Par Stéphanie Guittonneau, Fondatrice de
Beauté Insolente.
Il y a une idée tenace
selon laquelle une success story se résume à un parcours lisse, à une montée
continue vers le haut. La vérité, c’est que la réussite n’a jamais été
linéaire. Encore moins lorsqu’on est une femme en France.
Je suis entrepreneure, mais avant cela je suis une femme qui a longtemps cru que le monde professionnel attendait de moi que je minimise mes intuitions, mes contradictions, mes dissonances.
Un jour, j’ai cessé de demander la permission.
Non pas pour me lancer dans une aventure héroïque, mais pour reprendre une
place qui me revenait.
Ce que l’on appelle «
réussite » est souvent juste un refus de se taire
La success story, telle
qu’on la raconte, met en scène un personnage sûr de lui, conquérant, toujours
sur la bonne trajectoire.
Dans la réalité, le
succès ressemble davantage à une succession de micro-résistances :
·
Résister
à l’idée que l’ambition serait un défaut,
·
Résister
au doute, au syndrome de l’imposture,
·
Résister
aux projections que l’on fait sur nous,
·
Résister
aux injonctions à rentrer dans des cadres étroits.

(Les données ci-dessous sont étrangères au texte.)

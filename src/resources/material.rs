//! Material.
//!
//! A material pairs a name and identity with the shader it draws with. Many
//! meshes may share one material, and a pass may substitute its own material
//! (e.g. a depth-only shadow material) for a single render call.

use std::sync::Arc;

use crate::resources::id::MaterialId;
use crate::resources::shader::Shader;

#[derive(Debug, Clone)]
pub struct Material {
    id: MaterialId,
    pub name: String,
    shader: Arc<Shader>,
}

impl Material {
    #[must_use]
    pub fn new(name: &str, shader: Arc<Shader>) -> Self {
        Self {
            id: MaterialId::next(),
            name: name.to_string(),
            shader,
        }
    }

    #[inline]
    #[must_use]
    pub fn id(&self) -> MaterialId {
        self.id
    }

    #[inline]
    #[must_use]
    pub fn shader(&self) -> &Arc<Shader> {
        &self.shader
    }
}
//! Process-unique identities.
//!
//! Every shared resource gets a stable integer identity when it is created.
//! Identities are never reused within a process, so a recorded identity can be
//! compared against a later one without holding a reference to the resource.

use std::fmt;
use std::sync::atomic::{AtomicU64, Ordering};

macro_rules! define_id {
    ($(#[$meta:meta])* $name:ident, $counter:ident, $prefix:literal) => {
        static $counter: AtomicU64 = AtomicU64::new(1);

        $(#[$meta])*
        #[derive(Debug, Clone, Copy, PartialEq, Eq, Hash, PartialOrd, Ord)]
        pub struct $name(u64);

        impl $name {
            /// Allocates a fresh identity.
            #[must_use]
            pub fn next() -> Self {
                Self($counter.fetch_add(1, Ordering::Relaxed))
            }

            #[inline]
            #[must_use]
            pub fn get(self) -> u64 {
                self.0
            }
        }

        impl fmt::Display for $name {
            fn fmt(&self, f: &mut fmt::Formatter<'_>) -> fmt::Result {
                write!(f, concat!($prefix, "#{}"), self.0)
            }
        }
    };
}

define_id!(
    /// Identity of a graphics context.
    ContextId,
    NEXT_CONTEXT_ID,
    "Context"
);
define_id!(
    /// Identity of a geometry.
    GeometryId,
    NEXT_GEOMETRY_ID,
    "Geometry"
);
define_id!(
    /// Identity of a scene-graph node (and therefore of a mesh).
    NodeId,
    NEXT_NODE_ID,
    "Node"
);
define_id!(
    /// Identity of a material.
    MaterialId,
    NEXT_MATERIAL_ID,
    "Material"
);
define_id!(
    /// Identity of a shader program.
    ShaderId,
    NEXT_SHADER_ID,
    "Shader"
);

#[cfg(test)]
mod tests {
    use super::*;

    #[test]
    fn ids_are_unique() {
        let a = GeometryId::next();
        let b = GeometryId::next();
        assert_ne!(a, b);
        assert!(b.get() > a.get());
    }

    #[test]
    fn display_carries_kind() {
        let id = ShaderId::next();
        assert_eq!(id.to_string(), format!("Shader#{}", id.get()));
    }
}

Je n’ai jamais eu la sensation de « réussir ». J’ai eu la sensation de tenir, d’oser, de recommencer.
Et c’est souvent cela, l’entrepreneuriat féminin : un
entêtement calme.
La France aime les
entrepreneures… mais seulement après coup
On célèbre les
parcours, mais trop souvent lorsqu’ils sont déjà accomplis. On admire les
femmes entrepreneures, mais lorsqu’elles ont déjà atteint un niveau de
légitimité qui rassure.
Ce que l’on voit moins,
ce sont les années où l’on avance seule, où l’on affronte les normes
implicites, où l’on doit à la fois convaincre, rassurer et performer.
Et pourtant, quelque
chose bouge. Je le vois chaque jour : de plus en plus de femmes refusent
de s’excuser d’être ambitieuses. Elles ne cherchent plus à « prendre leur place
», elles la créent.
L’entrepreneuriat
féminin n’est pas une revanche : c’est un langage
Être une femme
entrepreneure, ce n’est pas prouver que l’on peut faire « aussi bien » que les
hommes.
C’est travailler autrement :
·
Avec
des convictions parfois contre-intuitives,
·
Avec
une lucidité émotionnelle qui n’empêche en rien la stratégie,
·
Avec
un rapport au risque qui se construit dans la nuance plutôt que dans
l’invincibilité affichée.
On parle de leadership
au féminin. Je crois qu’il n’existe pas : il existe un leadership sincère,
et aujourd’hui ce leadership est de plus en plus porté par des femmes.
Ce que mon parcours
dit, finalement, est très simple
Je ne raconte pas une
success story.
Je raconte une histoire
de liberté.
La liberté de penser
différemment.
La liberté de façonner
sa vie professionnelle sans permission.
La liberté de refuser
les récits tout faits.
Si j’ai appris une
seule chose en entreprenant, c’est ceci : le courage ne consiste pas à ne
pas avoir peur, mais à ne pas laisser la peur écrire l’histoire à notre place.
Et peut-être que la
véritable réussite est là
Dans cette capacité à
s’autoriser.
À incarner ce que l’on
croit juste.
À ouvrir un chemin
plutôt qu’à suivre celui des autres.
C’est cela, pour moi, la contribution réelle des femmes entrepreneures dans la France d’aujourd’hui :
elles montrent qu’il est possible de se construire sans renoncer à soi.